Aglet is the word for the plastic or metal sheath used on the end of shoe laces, cords and drawstrings. It stops the threads unravelling, and makes it easier to push the lace through eyelets.

I tend to think 'ferrule' when trying to remember aglet, but that's the sleeve used on pencils to hold an eraser in place, or on pool and snooker cues to secure the tip, and on tools, such as a screwdriver, to clamp the blade.

TOP TIP: If you lose the aglet off the end of your lace, making it tricky to thread through the eyelet, apply a match flame to the end of the lace to melt and harden the fibres.

Aglet would be a good surname for a fussy person!

words-for-things-you-didnt-know-have-names-aglet-1282@1x.jpg
 
I live in a very noisy location, so listen to music played through earbuds while I write. I was playing Tom Waits' album Rain Dogs album this morning. I always smile at his lyrics, and curious about a line in the song Cemetery Polka, where he declares a character is "As independent as a hog on ice," I looked up the derivation of the expression.

It always conjours up an image of a hog madly scrabbling for purchase on a frozen pond, but apparently it comes from the currently topical Olympic sport of curling, where the granite stone that curlers slide across the ice is known as a 'hog.'

hogonice.png
 
In reading a book of philosophy, I came across a phrase that made me smile—'divine afflatus'. It was in a section on the art of writing.

I knew that 'flatus' is a posh way of saying 'farting', but the definition of 'afflatus' is "a strong creative impulse; divine inspiration."

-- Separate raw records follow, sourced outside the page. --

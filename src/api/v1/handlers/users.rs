/*
 * Responsibility
 * - 認証済み identity を返す /me
 * - /users/{user_id} の参照 (失敗は HttpError で error boundary へ)
 */
use axum::{
    Json,
    extract::{Path, State},
};
use uuid::Uuid;

use crate::{
    api::v1::{dto::users::UserResponse, extractors::CurrentUserExtractor},
    error::HttpError,
    state::AppState,
};

pub async fn me(CurrentUserExtractor(current): CurrentUserExtractor) -> Json<UserResponse> {
    Json(current.user.into())
}

pub async fn get_user(
    State(state): State<AppState>,
    CurrentUserExtractor(_current): CurrentUserExtractor,
    Path(user_id): Path<String>,
) -> Result<Json<UserResponse>, HttpError> {
    let user_id = Uuid::parse_str(&user_id)
        .map_err(|_| HttpError::bad_request(format!("invalid user id: {user_id}")))?;

    let row = state
        .users
        .find_by_id(user_id)
        .await?
        .ok_or_else(|| HttpError::not_found(format!("user {user_id} not found")))?;

    Ok(Json(row.into()))
}
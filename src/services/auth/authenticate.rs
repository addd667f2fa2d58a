//! Credential → identity resolution.
//!
//! The whole pipeline (header → token → verified claims → user record) runs as one
//! sequential async call and reports every failure through `AuthError`.

use axum::http::{HeaderMap, header};

use crate::repos::UserRow;
use crate::services::auth::{AuthError, AuthService};

const BEARER_PREFIX: &str = "Bearer ";

/// Extract the bearer credential from the `Authorization` header.
///
/// The header must start with exactly `"Bearer "`; the credential is the second
/// space-separated segment and must not be empty.
pub fn bearer_token(headers: &HeaderMap) -> Result<&str, AuthError> {
    let auth = headers
        .get(header::AUTHORIZATION)
        .and_then(|v| v.to_str().ok())
        .ok_or(AuthError::MissingCredential)?;

    if !auth.starts_with(BEARER_PREFIX) {
        return Err(AuthError::MissingCredential);
    }

    match auth.split(' ').nth(1) {
        Some(token) if !token.is_empty() => Ok(token),
        _ => Err(AuthError::EmptyToken),
    }
}

impl AuthService {
    /// Resolve the identity behind the request's bearer token.
    pub async fn authenticate(&self, headers: &HeaderMap) -> Result<UserRow, AuthError> {
        let token = bearer_token(headers)?;

        let verified = self.verify(token)?;

        self.users()
            .find_by_id(verified.user_id)
            .await
            .map_err(AuthError::Lookup)?
            .ok_or(AuthError::UnknownUser)
    }
}
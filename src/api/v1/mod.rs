/*
 * Responsibility
 * - v1 の公開ポイント (routes() の re-export など)
 */
pub mod dto;
pub mod extractors;
pub mod handlers;
mod routes;

pub use routes::routes;
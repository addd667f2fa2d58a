pub mod error;
pub mod user_repo;

pub use user_repo::{PgUserRepo, UserLookup, UserRow};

Just as well that I'm a windbag!
 
I also have to mention this: I like playing a game called "Wordament", which turns up a lot of words I've never heard. Fortunately, I can go to Google on the same smartphone and get a definition instantly. This morning I looked up "flamen," which turns out to be a Roman pagan priest with special duties toward a particular god. By complete coincidence, this will work well in a fantasy novel I'm trying to write. My readers can just go look it up themselves.